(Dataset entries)
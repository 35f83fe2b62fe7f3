//! Extract-then-classify pipeline.

use serde::{Deserialize, Serialize};
use std::path::Path;
use std::sync::Arc;
use tracing::{debug, error, info};

use superclass_extractors::{extension_of, ExtractError, ExtractorRegistry};

use crate::error::{SuperclassError, SuperclassResult};
use crate::traits::{BackendFactory, Classifier};
use crate::types::{Classification, ClassificationOptions, ModelConfig, Provider};

/// Plain-text extension read directly, without a registry lookup.
pub const PLAIN_TEXT_EXTENSION: &str = ".txt";

/// Extracted text and its classification.
#[derive(Debug, Clone, PartialEq, Serialize, Deserialize)]
pub struct ExtractResult {
    pub text: String,
    pub classification: Classification,
}

/// Orchestrates extraction, backend construction and classification.
///
/// The pipeline holds no per-request state: every call builds its own
/// backend from the supplied provider and config, so concurrent calls
/// never share a classifier.
#[derive(Clone)]
pub struct ClassificationPipeline {
    registry: Arc<ExtractorRegistry>,
    backends: Arc<dyn BackendFactory>,
}

impl ClassificationPipeline {
    /// Create a pipeline over an extractor registry and a backend factory.
    pub fn new(registry: Arc<ExtractorRegistry>, backends: Arc<dyn BackendFactory>) -> Self {
        Self { registry, backends }
    }

    /// The extractor registry in use.
    pub fn registry(&self) -> &Arc<ExtractorRegistry> {
        &self.registry
    }

    /// Extensions this pipeline accepts, sorted: `.txt` plus every registered one.
    pub fn supported_formats(&self) -> Vec<String> {
        let mut formats = self.registry.supported_extensions();
        if !formats.iter().any(|f| f == PLAIN_TEXT_EXTENSION) {
            formats.push(PLAIN_TEXT_EXTENSION.to_string());
            formats.sort();
        }
        formats
    }

    /// Extract plain text from a file.
    ///
    /// `.txt` files are read directly; everything else goes through the
    /// extractor bound to the file's extension.
    pub async fn extract_text(&self, path: &Path) -> SuperclassResult<String> {
        let extension = extension_of(path);
        debug!(path = %path.display(), extension = %extension, "Extracting text");

        let result = if extension == PLAIN_TEXT_EXTENSION {
            tokio::fs::read(path)
                .await
                .map(|bytes| String::from_utf8_lossy(&bytes).into_owned())
                .map_err(|source| ExtractError::Read {
                    path: path.display().to_string(),
                    source,
                })
        } else {
            self.registry.extract(path).await.map(|content| {
                let structure = content.structure.as_ref();
                debug!(
                    path = %path.display(),
                    modality = ?content.modality,
                    page_count = ?structure.and_then(|s| s.page_count),
                    sections = structure.map_or(0, |s| s.sections.len()),
                    metadata = ?content.metadata,
                    "Extracted document"
                );
                content.into_text()
            })
        };

        result.map_err(|e| {
            error!(path = %path.display(), error = %e, "Text extraction failed");
            SuperclassError::extraction(path.display().to_string(), e)
        })
    }

    /// Build a backend for `provider` from `config`.
    pub(crate) fn backend(
        &self,
        provider: Provider,
        config: &ModelConfig,
    ) -> SuperclassResult<Box<dyn Classifier>> {
        self.backends.create(provider, config)
    }

    /// Extract and classify using the categories predefined in `config`, if any.
    pub async fn extract_and_classify(
        &self,
        path: &Path,
        provider: Provider,
        config: &ModelConfig,
    ) -> SuperclassResult<ExtractResult> {
        self.extract_and_classify_with_options(path, provider, config, &ClassificationOptions::new())
            .await
    }

    /// Extract text from `path` and classify it.
    ///
    /// Empty `options` fall back to the config's predefined categories and
    /// strict flag. Backend construction and classification failures are
    /// wrapped in [`SuperclassError::ClassificationFailed`]; nothing is
    /// retried and no partial result is returned.
    pub async fn extract_and_classify_with_options(
        &self,
        path: &Path,
        provider: Provider,
        config: &ModelConfig,
        options: &ClassificationOptions,
    ) -> SuperclassResult<ExtractResult> {
        let text = self.extract_text(path).await?;

        let fallback;
        let options = if options.is_free_form() && !config.predefined_categories.is_empty() {
            fallback = config.default_options();
            &fallback
        } else {
            options
        };

        debug!(
            path = %path.display(),
            provider = %provider,
            model = %config.model,
            text_length = text.len(),
            categories = ?options.categories(),
            "Classifying extracted text"
        );

        let classifier = self.backend(provider, config).map_err(|e| {
            error!(provider = %provider, error = %e, "Failed to create classifier");
            SuperclassError::classification_failed(e)
        })?;

        let classification = classifier
            .classify_with_options(&text, options)
            .await
            .map_err(|e| {
                error!(
                    path = %path.display(),
                    provider = %provider,
                    code = %e.code(),
                    error = %e,
                    "Classification failed"
                );
                SuperclassError::classification_failed(e)
            })?;

        info!(
            path = %path.display(),
            category = %classification.category,
            confidence = classification.confidence,
            "Classified document"
        );

        Ok(ExtractResult {
            text,
            classification,
        })
    }
}
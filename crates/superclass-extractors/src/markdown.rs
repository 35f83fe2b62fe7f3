//! Markdown content extraction.
//!
//! Removes code, image and HTML markup, keeps link and emphasis text, and
//! collapses the result into a single run of prose.

use std::path::Path;

use async_trait::async_trait;
use once_cell::sync::Lazy;
use regex::Regex;

use crate::error::ExtractResult;
use crate::types::{ContentSource, DocumentStructure, ExtractedContent, Modality};
use crate::{collapse_whitespace, read_source_text, Extractor};

static FENCED_CODE: Lazy<Regex> = Lazy::new(|| Regex::new(r"```[\s\S]*?```").unwrap());
static INLINE_CODE: Lazy<Regex> = Lazy::new(|| Regex::new(r"`[^`]*`").unwrap());
static IMAGE: Lazy<Regex> = Lazy::new(|| Regex::new(r"!\[[^\]]*\]\([^)]+\)").unwrap());
static LINK: Lazy<Regex> = Lazy::new(|| Regex::new(r"\[([^\]]+)\]\([^)]+\)").unwrap());
static HEADER: Lazy<Regex> = Lazy::new(|| Regex::new(r"(?m)^#{1,6}[ \t]+(.+?)[ \t]*#*[ \t]*$").unwrap());
static RULE: Lazy<Regex> = Lazy::new(|| Regex::new(r"(?m)^[ \t]*[-*_]{3,}[ \t]*$").unwrap());
static EMPHASIS: Lazy<Regex> = Lazy::new(|| Regex::new(r"[*_]{1,3}([^*_]+)[*_]{1,3}").unwrap());
static HTML_TAG: Lazy<Regex> = Lazy::new(|| Regex::new(r"<[^>]+>").unwrap());

/// Reduce Markdown source to plain prose.
pub(crate) fn markdown_to_text(source: &str) -> String {
    let text = FENCED_CODE.replace_all(source, "");
    let text = INLINE_CODE.replace_all(&text, "");
    // Images first, otherwise the link pattern leaves a stray "!".
    let text = IMAGE.replace_all(&text, "");
    let text = LINK.replace_all(&text, "$1");
    let text = HEADER.replace_all(&text, "$1");
    let text = RULE.replace_all(&text, "");
    let text = EMPHASIS.replace_all(&text, "$1");
    let text = HTML_TAG.replace_all(&text, "");
    collapse_whitespace(&text)
}

fn headings(source: &str) -> Vec<String> {
    let without_code = FENCED_CODE.replace_all(source, "");
    HEADER
        .captures_iter(&without_code)
        .map(|caps| collapse_whitespace(&EMPHASIS.replace_all(&caps[1], "$1")))
        .filter(|h| !h.is_empty())
        .collect()
}

/// Markdown document extractor.
#[derive(Debug, Clone, Default)]
pub struct MarkdownExtractor;

impl MarkdownExtractor {
    /// Create new Markdown extractor.
    pub fn new() -> Self {
        Self
    }
}

#[async_trait]
impl Extractor for MarkdownExtractor {
    async fn extract(&self, path: &Path) -> ExtractResult<ExtractedContent> {
        let source = read_source_text(path).await?;
        let sections = headings(&source);
        let text = markdown_to_text(&source);

        Ok(
            ExtractedContent::new(text, Modality::Markdown, ContentSource::path(path))
                .with_structure(DocumentStructure {
                    sections,
                    ..Default::default()
                }),
        )
    }

    fn supported_extensions(&self) -> &[&str] {
        &[".md", ".markdown"]
    }

    fn name(&self) -> &str {
        "markdown"
    }
}
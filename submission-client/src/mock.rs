//! In-memory collaborators that record every call in order

use std::sync::{Arc, Mutex, PoisonError};

use common_types::UploadUrlResponse;
use tokio::sync::Notify;

use crate::{
    airtable::{CreatedRecord, RecordFields, RecordStore},
    error::SubmissionError,
    issuer_api::IssuerApi,
    object_upload::ObjectUploader,
};

/// One call made to a mock collaborator
#[derive(Debug, Clone, PartialEq, Eq)]
pub enum RecordedCall {
    /// Upload URL requested from the issuer
    Issuer {
        /// Requested object name
        file_name: String,
        /// Declared content type
        file_type: String,
    },
    /// Object written to storage
    Upload {
        /// URL the bytes were sent to
        upload_url: String,
        /// Content type of the write
        content_type: String,
        /// Number of bytes written
        len: usize,
    },
    /// Record created
    Record(RecordFields),
}

/// Shared, ordered log of calls across mocks
#[derive(Debug, Clone, Default)]
pub struct CallLog(Arc<Mutex<Vec<RecordedCall>>>);

impl CallLog {
    fn push(&self, call: RecordedCall) {
        self.0
            .lock()
            .unwrap_or_else(PoisonError::into_inner)
            .push(call);
    }

    /// Calls made so far, oldest first
    #[must_use]
    pub fn calls(&self) -> Vec<RecordedCall> {
        self.0.lock().unwrap_or_else(PoisonError::into_inner).clone()
    }

    /// Forgets all recorded calls
    pub fn clear(&self) {
        self.0.lock().unwrap_or_else(PoisonError::into_inner).clear();
    }
}

/// Issuer answering with fixed URLs or a fixed refusal
pub struct MockIssuer {
    log: CallLog,
    refusal: Option<String>,
}

impl MockIssuer {
    /// Upload URL handed out on success
    pub const UPLOAD_URL: &'static str =
        "https://dnc-lists.s3.us-east-1.amazonaws.com/list.csv?X-Amz-Signature=mock";
    /// Object URL handed out on success
    pub const FILE_URL: &'static str = "https://dnc-lists.s3.us-east-1.amazonaws.com/list.csv";

    /// Issuer that always authorizes
    #[must_use]
    pub const fn new(log: CallLog) -> Self {
        Self { log, refusal: None }
    }

    /// Issuer that always refuses with `message`
    #[must_use]
    pub fn failing(log: CallLog, message: impl Into<String>) -> Self {
        Self {
            log,
            refusal: Some(message.into()),
        }
    }
}

#[async_trait::async_trait]
impl IssuerApi for MockIssuer {
    async fn request_upload_url(
        &self,
        file_name: &str,
        file_type: &str,
    ) -> Result<UploadUrlResponse, SubmissionError> {
        self.log.push(RecordedCall::Issuer {
            file_name: file_name.to_string(),
            file_type: file_type.to_string(),
        });

        match &self.refusal {
            Some(message) => Err(SubmissionError::Authorization(message.clone())),
            None => Ok(UploadUrlResponse {
                upload_url: Self::UPLOAD_URL.to_string(),
                file_url: Self::FILE_URL.to_string(),
                expires_at: None,
            }),
        }
    }
}

/// Storage accepting every write, or rejecting every write with one status
pub struct MockUploader {
    log: CallLog,
    failure_status: Option<u16>,
}

impl MockUploader {
    /// Storage that accepts every write
    #[must_use]
    pub const fn new(log: CallLog) -> Self {
        Self {
            log,
            failure_status: None,
        }
    }

    /// Storage that answers every write with `status`
    #[must_use]
    pub const fn failing(log: CallLog, status: u16) -> Self {
        Self {
            log,
            failure_status: Some(status),
        }
    }
}

#[async_trait::async_trait]
impl ObjectUploader for MockUploader {
    async fn put_object(
        &self,
        upload_url: &str,
        content_type: &str,
        bytes: &[u8],
    ) -> Result<(), SubmissionError> {
        self.log.push(RecordedCall::Upload {
            upload_url: upload_url.to_string(),
            content_type: content_type.to_string(),
            len: bytes.len(),
        });

        match self.failure_status {
            Some(status) => Err(SubmissionError::Upload {
                status,
                body: "<Error><Code>SignatureDoesNotMatch</Code></Error>".to_string(),
            }),
            None => Ok(()),
        }
    }
}

/// Record store that can fail or hold each call until released
pub struct MockRecordStore {
    log: CallLog,
    failure_status: Option<u16>,
    gate: Option<Arc<Notify>>,
}

impl MockRecordStore {
    /// Record store that creates every record
    #[must_use]
    pub const fn new(log: CallLog) -> Self {
        Self {
            log,
            failure_status: None,
            gate: None,
        }
    }

    /// Record store that answers every call with `status`
    #[must_use]
    pub const fn failing(log: CallLog, status: u16) -> Self {
        Self {
            log,
            failure_status: Some(status),
            gate: None,
        }
    }

    /// Record store whose calls wait for a `notify_one` on `gate` before answering
    #[must_use]
    pub const fn gated(log: CallLog, gate: Arc<Notify>) -> Self {
        Self {
            log,
            failure_status: None,
            gate: Some(gate),
        }
    }
}

#[async_trait::async_trait]
impl RecordStore for MockRecordStore {
    async fn create_record(&self, fields: &RecordFields) -> Result<CreatedRecord, SubmissionError> {
        self.log.push(RecordedCall::Record(fields.clone()));

        if let Some(gate) = &self.gate {
            gate.notified().await;
        }

        match self.failure_status {
            Some(status) => Err(SubmissionError::Record {
                status,
                body: r#"{"error":{"type":"INVALID_PERMISSIONS"}}"#.to_string(),
            }),
            None => Ok(CreatedRecord {
                id: format!("rec{}", self.log.calls().len()),
                created_time: None,
            }),
        }
    }
}
//! End-to-end submission: authorize, upload, record

use std::sync::Arc;

use crate::{
    airtable::{AirtableClient, CreatedRecord, RecordStore},
    config::ClientConfig,
    error::SubmissionError,
    http::build_http_client,
    issuer_api::{IssuerApi, IssuerApiClient},
    object_upload::{ObjectUploader, PresignedUploader},
    submission::{LocalFile, Submission},
};

/// Outcome of a completed submission
#[derive(Debug, Clone, PartialEq, Eq)]
pub struct SubmissionReceipt {
    /// Identifier of the created record
    pub record_id: String,
    /// Object URL of the uploaded list, if one was uploaded
    pub file_url: Option<String>,
}

/// Step a running submission has entered
#[derive(Debug, Clone, Copy, PartialEq, Eq)]
pub enum SubmissionStage {
    /// Requesting an upload URL and writing the list file
    Uploading,
    /// Creating the record
    Recording,
}

/// Runs submissions against the issuer, storage and the record store
///
/// Calls happen strictly in sequence and at most once each per submission.
#[derive(Clone)]
pub struct SubmissionClient {
    issuer: Arc<dyn IssuerApi>,
    uploader: Arc<dyn ObjectUploader>,
    records: Arc<dyn RecordStore>,
}

impl SubmissionClient {
    /// Creates a client from its three collaborators
    #[must_use]
    pub fn new(
        issuer: Arc<dyn IssuerApi>,
        uploader: Arc<dyn ObjectUploader>,
        records: Arc<dyn RecordStore>,
    ) -> Self {
        Self {
            issuer,
            uploader,
            records,
        }
    }

    /// Creates HTTP-backed collaborators sharing one connection pool
    ///
    /// # Errors
    ///
    /// Returns `SubmissionError::Config` if an endpoint URL cannot be built or the
    /// HTTP client cannot be created
    pub fn from_config(config: &ClientConfig) -> Result<Self, SubmissionError> {
        let http_client = build_http_client()?;

        let issuer = IssuerApiClient::new(config.upload_endpoint()?, http_client.clone());
        let uploader = PresignedUploader::new(http_client.clone());
        let records = AirtableClient::new(&config.airtable, http_client)?;

        Ok(Self::new(
            Arc::new(issuer),
            Arc::new(uploader),
            Arc::new(records),
        ))
    }

    async fn upload_file(&self, file: &LocalFile) -> Result<String, SubmissionError> {
        let authorization = self
            .issuer
            .request_upload_url(file.name(), file.content_type())
            .await?;

        self.uploader
            .put_object(&authorization.upload_url, file.content_type(), file.bytes())
            .await?;

        tracing::info!(file_url = %authorization.file_url, "list file stored");
        Ok(authorization.file_url)
    }

    async fn create_record(
        &self,
        submission: &Submission,
        uploaded_file_url: Option<&str>,
    ) -> Result<CreatedRecord, SubmissionError> {
        let fields = submission.record_fields(uploaded_file_url);
        self.records.create_record(&fields).await
    }

    /// Uploads the file if needed, then creates the record
    ///
    /// A failed upload aborts before any record is created.
    ///
    /// # Errors
    ///
    /// See [`Self::submit_with_progress`]
    pub async fn submit(&self, submission: &Submission) -> Result<SubmissionReceipt, SubmissionError> {
        self.submit_with_progress(submission, |_| {}).await
    }

    /// Same as [`Self::submit`], calling `on_stage` as each step starts
    ///
    /// Single entries and externally hosted files skip `Uploading`.
    ///
    /// # Errors
    ///
    /// Returns `SubmissionError::Authorization` if the issuer refuses, `Upload` if storage
    /// rejects the write, `Record` if the record store answers non-2xx, `Transport` if
    /// a call fails on the wire
    pub async fn submit_with_progress(
        &self,
        submission: &Submission,
        mut on_stage: impl FnMut(SubmissionStage) + Send,
    ) -> Result<SubmissionReceipt, SubmissionError> {
        let file_url = match submission.file_to_upload() {
            Some(file) => {
                on_stage(SubmissionStage::Uploading);
                Some(self.upload_file(file).await?)
            }
            None => None,
        };

        on_stage(SubmissionStage::Recording);
        let record = self.create_record(submission, file_url.as_deref()).await?;

        Ok(SubmissionReceipt {
            record_id: record.id,
            file_url,
        })
    }
}
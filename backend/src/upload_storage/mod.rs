//! S3 presigned uploads for DNC list files
mod error;
mod location;

use std::sync::Arc;
use std::time::Duration;

use aws_sdk_s3::{presigning::PresigningConfig, Client as S3Client};
use chrono::{DateTime, TimeDelta, Utc};
use common_types::SIGNED_CONTENT_TYPE;

pub use error::{StorageError, StorageResult};
pub use location::StorageLocation;

/// Upload authorization for one object
#[derive(Debug, Clone)]
pub struct PresignedUpload {
    /// Presigned URL for a single `PUT` of the object
    pub upload_url: String,
    /// Public URL the object has once written
    pub file_url: String,
    /// UTC timestamp when `upload_url` expires
    pub expires_at: DateTime<Utc>,
}

/// Issues presigned upload URLs into the fixed DNC list bucket
pub struct UploadStorage {
    s3_client: Arc<S3Client>,
    location: StorageLocation,
    presigned_url_expiry_secs: u64,
}

impl UploadStorage {
    /// Creates a new upload storage client
    ///
    /// # Arguments
    ///
    /// * `s3_client` - Pre-configured S3 client, its credentials sign every URL
    /// * `location` - Fixed bucket and public addressing of stored lists
    /// * `presigned_url_expiry_secs` - How long issued URLs stay valid
    #[must_use]
    pub const fn new(
        s3_client: Arc<S3Client>,
        location: StorageLocation,
        presigned_url_expiry_secs: u64,
    ) -> Self {
        Self {
            s3_client,
            location,
            presigned_url_expiry_secs,
        }
    }

    /// Public URL the object named `file_name` has once written
    #[must_use]
    pub fn object_url(&self, file_name: &str) -> String {
        self.location.object_url(file_name)
    }

    /// Generates a presigned URL for a single `PUT` of `file_name`
    ///
    /// The signature covers `Content-Type: text/csv`, so the upload must declare that
    /// type. Nothing is written to the bucket here; an existing object with the same
    /// name is overwritten once the URL is used.
    ///
    /// # Errors
    ///
    /// Returns `StorageError::ConfigError` if the presigning config cannot be created
    /// Returns `StorageError::SigningError` if the SDK fails to sign the request
    pub async fn presign_upload(&self, file_name: &str) -> StorageResult<PresignedUpload> {
        let expires_in = Duration::from_secs(self.presigned_url_expiry_secs);

        let presigning_config = PresigningConfig::expires_in(expires_in).map_err(|e| {
            StorageError::ConfigError(format!("Failed to create presigning config: {e}"))
        })?;
        let validity = TimeDelta::from_std(expires_in).map_err(|e| {
            StorageError::ConfigError(format!("Presign expiry out of range: {e}"))
        })?;

        let presigned_request = self
            .s3_client
            .put_object()
            .bucket(self.location.bucket())
            .key(file_name)
            .content_type(SIGNED_CONTENT_TYPE)
            .presigned(presigning_config)
            .await
            .map_err(|e| StorageError::SigningError(format!("Failed to presign upload: {e}")))?;

        Ok(PresignedUpload {
            upload_url: presigned_request.uri().to_string(),
            file_url: self.object_url(file_name),
            expires_at: Utc::now() + validity,
        })
    }
}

Task instructions — Would you copy all lines in the records where the string "RULE" appears?

Exercise result —
static RULE: Lazy<Regex> = Lazy::new(|| Regex::new(r"(?m)^[ \t]*[-*_]{3,}[ \t]*$").unwrap());
    let text = RULE.replace_all(&text, "");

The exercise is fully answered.